Talk of the ‘Robinson brand’ in the media seems to be centred on the relative power of the Robinson family; relating that family’s political position in the context of the Paisley family, and discussion of dynasties.  There may be a common idea of how the Robinsons regarded themselves, and there is no doubt that many in the DUP have huge respect for Robinson’s political antenna and drive. But out there, among the public, is there anything that has happened over the past year, from expenses to more recent revelations, that doesn’t confirm a reserved and quietly negative view of the Robinsons?  Was there really broad public acceptance of the presentation of the happy family, the dedication to public service alone, the righteousness of evangelical faith?

There has never been a great deal of goodwill or natural empathy towards Peter Robinson the person, outside his core supporters. Politically he stood in the shadow of Ian Paisley for so long that he had no particular personality: the succession to leadership was easily interpreted as a powerplay within the DUP. That was true without the recent scandal.

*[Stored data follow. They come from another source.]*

use super::*;
use crate::products::placeholder_image_url;

fn product(id: &str, price: &str, category: &str, brand: &str, rating: Option<f64>) -> Product {
    Product {
        id: id.to_string(),
        name: format!("Product {id}"),
        description: "test".to_string(),
        price: price.to_string(),
        features: vec![],
        category: category.to_string(),
        brand: brand.to_string(),
        rating,
        release_date: "2025-01-01".to_string(),
        image_url: placeholder_image_url(id),
    }
}

fn ids(products: &[Product]) -> Vec<&str> {
    products.iter().map(|p| p.id.as_str()).collect()
}

fn sample() -> Vec<Product> {
    vec![
        product("1", "$899-$1099", "Electronics", "TechBrand", Some(4.5)),
        product("2", "$1299-$1899", "Electronics", "CompuTech", Some(4.7)),
        product("3", "$249-$299", "Audio", "SoundMax", Some(4.4)),
        product("4", "$199-$249", "Wearables", "FitTech", Some(4.2)),
    ]
}

// -----------------------------------------------------------------------
// PriceRange
// -----------------------------------------------------------------------

#[test]
fn price_range_rejects_inverted_bounds() {
    let err = PriceRange::new(500, 100).unwrap_err();
    assert!(matches!(
        err,
        CoreError::InvalidPriceRange { min: 500, max: 100 }
    ));
}

#[test]
fn price_range_default_is_slider_span() {
    let range = PriceRange::default();
    assert_eq!((range.min(), range.max()), (0, 2000));
}

#[test]
fn price_range_uses_interval_overlap() {
    let range = PriceRange::new(300, 1000).unwrap();
    assert!(!range.admits("$249-$299"));
    assert!(range.admits("$249-$300"), "touching lower bound is inclusive");
    assert!(range.admits("$1000"), "touching upper bound is inclusive");
    assert!(!range.admits("$1001-$1500"));
    assert!(range.admits("$100-$5000"), "range spanning the window overlaps");
}

#[test]
fn price_range_fails_open_on_unparsable_price() {
    let range = PriceRange::new(0, 10).unwrap();
    assert!(range.admits("Contact seller"));
    assert!(range.admits(""));
}

#[test]
fn price_range_matches_overlap_for_many_intervals() {
    let windows = [(0, 0), (0, 500), (250, 260), (300, 2000), (1200, 1200)];
    let prices = [(0, 0), (249, 299), (1200, 1200), (10, 5000), (300, 300)];
    for (lo, hi) in windows {
        let range = PriceRange::new(lo, hi).unwrap();
        for (pmin, pmax) in prices {
            let text = if pmin == pmax {
                format!("${pmin}")
            } else {
                format!("${pmin}-${pmax}")
            };
            let expected = pmax >= lo && pmin <= hi;
            assert_eq!(
                range.admits(&text),
                expected,
                "price {text} against [{lo}, {hi}]"
            );
        }
    }
}

// -----------------------------------------------------------------------
// Category / brand filters
// -----------------------------------------------------------------------

#[test]
fn empty_selections_match_everything() {
    let filters = ProductFilters::default();
    assert_eq!(ids(&filters.apply(sample())), vec!["1", "2", "3", "4"]);
}

#[test]
fn category_filter_is_a_subset() {
    let filters = ProductFilters {
        categories: vec!["Electronics".to_string(), "Audio".to_string()],
        ..ProductFilters::default()
    };
    let out = filters.apply(sample());
    assert_eq!(ids(&out), vec!["1", "3"]);
    assert!(out.iter().all(|p| filters.categories.contains(&p.category)));
}

#[test]
fn brand_filter_is_a_subset() {
    let filters = ProductFilters {
        brands: vec!["FitTech".to_string()],
        ..ProductFilters::default()
    };
    let out = filters.apply(sample());
    assert_eq!(ids(&out), vec!["4"]);
}

#[test]
fn category_and_brand_filters_combine() {
    let filters = ProductFilters {
        categories: vec!["Electronics".to_string()],
        brands: vec!["SoundMax".to_string()],
        ..ProductFilters::default()
    };
    assert!(filters.apply(sample()).is_empty());
}

#[test]
fn unknown_category_selection_yields_nothing() {
    let filters = ProductFilters {
        categories: vec!["Photography".to_string()],
        ..ProductFilters::default()
    };
    assert!(filters.apply(sample()).is_empty());
}

#[test]
fn headphones_scenario_keeps_only_affordable_item() {
    let results = vec![
        product("a", "$249-$299", "Audio", "SoundMax", Some(4.4)),
        product("b", "$1200", "Audio", "StudioPro", Some(4.9)),
    ];
    let filters = ProductFilters {
        price_range: PriceRange::new(0, 500).unwrap(),
        ..ProductFilters::default()
    };
    assert_eq!(ids(&filters.apply(results)), vec!["a"]);
}

// -----------------------------------------------------------------------
// Sorting
// -----------------------------------------------------------------------

#[test]
fn relevance_keeps_provider_order() {
    let mut products = sample();
    products.reverse();
    SortKey::Relevance.sort(&mut products);
    assert_eq!(ids(&products), vec!["4", "3", "2", "1"]);
}

#[test]
fn price_low_and_high_are_reverses_for_distinct_prices() {
    let mut low = sample();
    SortKey::PriceLow.sort(&mut low);
    assert_eq!(ids(&low), vec!["4", "3", "1", "2"]);

    let mut high = sample();
    SortKey::PriceHigh.sort(&mut high);
    let mut reversed = ids(&low);
    reversed.reverse();
    assert_eq!(ids(&high), reversed);
}

#[test]
fn price_sorts_are_stable_for_equal_prices() {
    let products = vec![
        product("x", "$100", "A", "B", None),
        product("y", "$50", "A", "B", None),
        product("z", "$100-$900", "A", "B", None),
        product("w", "$100", "A", "B", None),
    ];

    let mut low = products.clone();
    SortKey::PriceLow.sort(&mut low);
    assert_eq!(ids(&low), vec!["y", "x", "z", "w"]);

    let mut high = products;
    SortKey::PriceHigh.sort(&mut high);
    assert_eq!(ids(&high), vec!["x", "z", "w", "y"]);
}

#[test]
fn unparsable_prices_sort_as_zero() {
    let mut products = vec![
        product("p", "$10", "A", "B", None),
        product("q", "Contact seller", "A", "B", None),
    ];
    SortKey::PriceLow.sort(&mut products);
    assert_eq!(ids(&products), vec!["q", "p"]);
}

#[test]
fn rating_sort_is_descending_and_stable() {
    let mut products = vec![
        product("a", "$1", "A", "B", Some(4.0)),
        product("b", "$1", "A", "B", Some(4.8)),
        product("c", "$1", "A", "B", None),
        product("d", "$1", "A", "B", Some(4.0)),
    ];
    SortKey::Rating.sort(&mut products);
    assert_eq!(ids(&products), vec!["b", "a", "d", "c"]);
}

#[test]
fn sort_key_parses_finder_values() {
    assert_eq!("relevance".parse::<SortKey>().unwrap(), SortKey::Relevance);
    assert_eq!("price-low".parse::<SortKey>().unwrap(), SortKey::PriceLow);
    assert_eq!("price-high".parse::<SortKey>().unwrap(), SortKey::PriceHigh);
    assert_eq!("rating".parse::<SortKey>().unwrap(), SortKey::Rating);
    assert!(matches!(
        "newest".parse::<SortKey>(),
        Err(CoreError::UnknownSortKey(ref k)) if k == "newest"
    ));
}

#[test]
fn apply_filters_before_sorting() {
    let filters = ProductFilters {
        price_range: PriceRange::new(0, 1000).unwrap(),
        sort: SortKey::Rating,
        ..ProductFilters::default()
    };
    assert_eq!(ids(&filters.apply(sample())), vec!["1", "3", "4"]);
}

// -----------------------------------------------------------------------
// Selections and criteria
// -----------------------------------------------------------------------

#[test]
fn toggle_adds_then_removes() {
    let mut filters = ProductFilters::default();
    assert!(filters.toggle_category("Audio"));
    assert!(filters.toggle_category("Wearables"));
    assert_eq!(filters.categories, vec!["Audio", "Wearables"]);
    assert!(!filters.toggle_category("Audio"));
    assert_eq!(filters.categories, vec!["Wearables"]);

    assert!(filters.toggle_brand("SoundMax"));
    assert!(!filters.toggle_brand("SoundMax"));
    assert!(filters.brands.is_empty());
}

#[test]
fn criteria_without_selections_has_only_price_clause() {
    let filters = ProductFilters::default();
    assert_eq!(
        build_criteria("  laptop  ", &filters),
        "laptop with price range $0-$2000"
    );
}

#[test]
fn criteria_includes_category_and_brand_clauses() {
    let filters = ProductFilters {
        price_range: PriceRange::new(0, 500).unwrap(),
        categories: vec!["Audio".to_string()],
        brands: vec!["SoundMax".to_string(), "FitTech".to_string()],
        sort: SortKey::Relevance,
    };
    assert_eq!(
        build_criteria("headphones", &filters),
        "headphones with price range $0-$500 in categories: Audio from brands: SoundMax, FitTech"
    );
}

Politics is never black or white. Even if Peter Robinson were a weakened leader, he is the only option for the DUP at this point in time. The DUP needs Peter Robinson because he has the political experience and tactical expertise to make them do better at the polls in Westminster and the next Assembly and elections than they would without him. He keeps the lid on the tensions between the fundamentalist core DUP and those who would fundamentally seek to appeal to a wider voting base. For a Party that promotes itself on success, changing a leader so soon after Ian Paisley’s retirement could only question the direction and political sense of the DUP.  What vision? What values? What next?

Yes, recent events may mean bleeding a few more votes, but poor results could still be even worse without rigourous political management from now to election day. Yes, expenses and the more recent scandal has hurt the DUP. Yet, if a week is long time in politics Peter Robinson has plenty of time to reorganise, re-energise and rebound.

If there were more scandal, from elsewhere within the DUP, then the challenge for the DUP would be greater, and Peter Robinson’s return even more certain. For now though, it’s his decision; one man’s call, and the man doesn’t look as if he is going anywhere far from the First Minister’s office.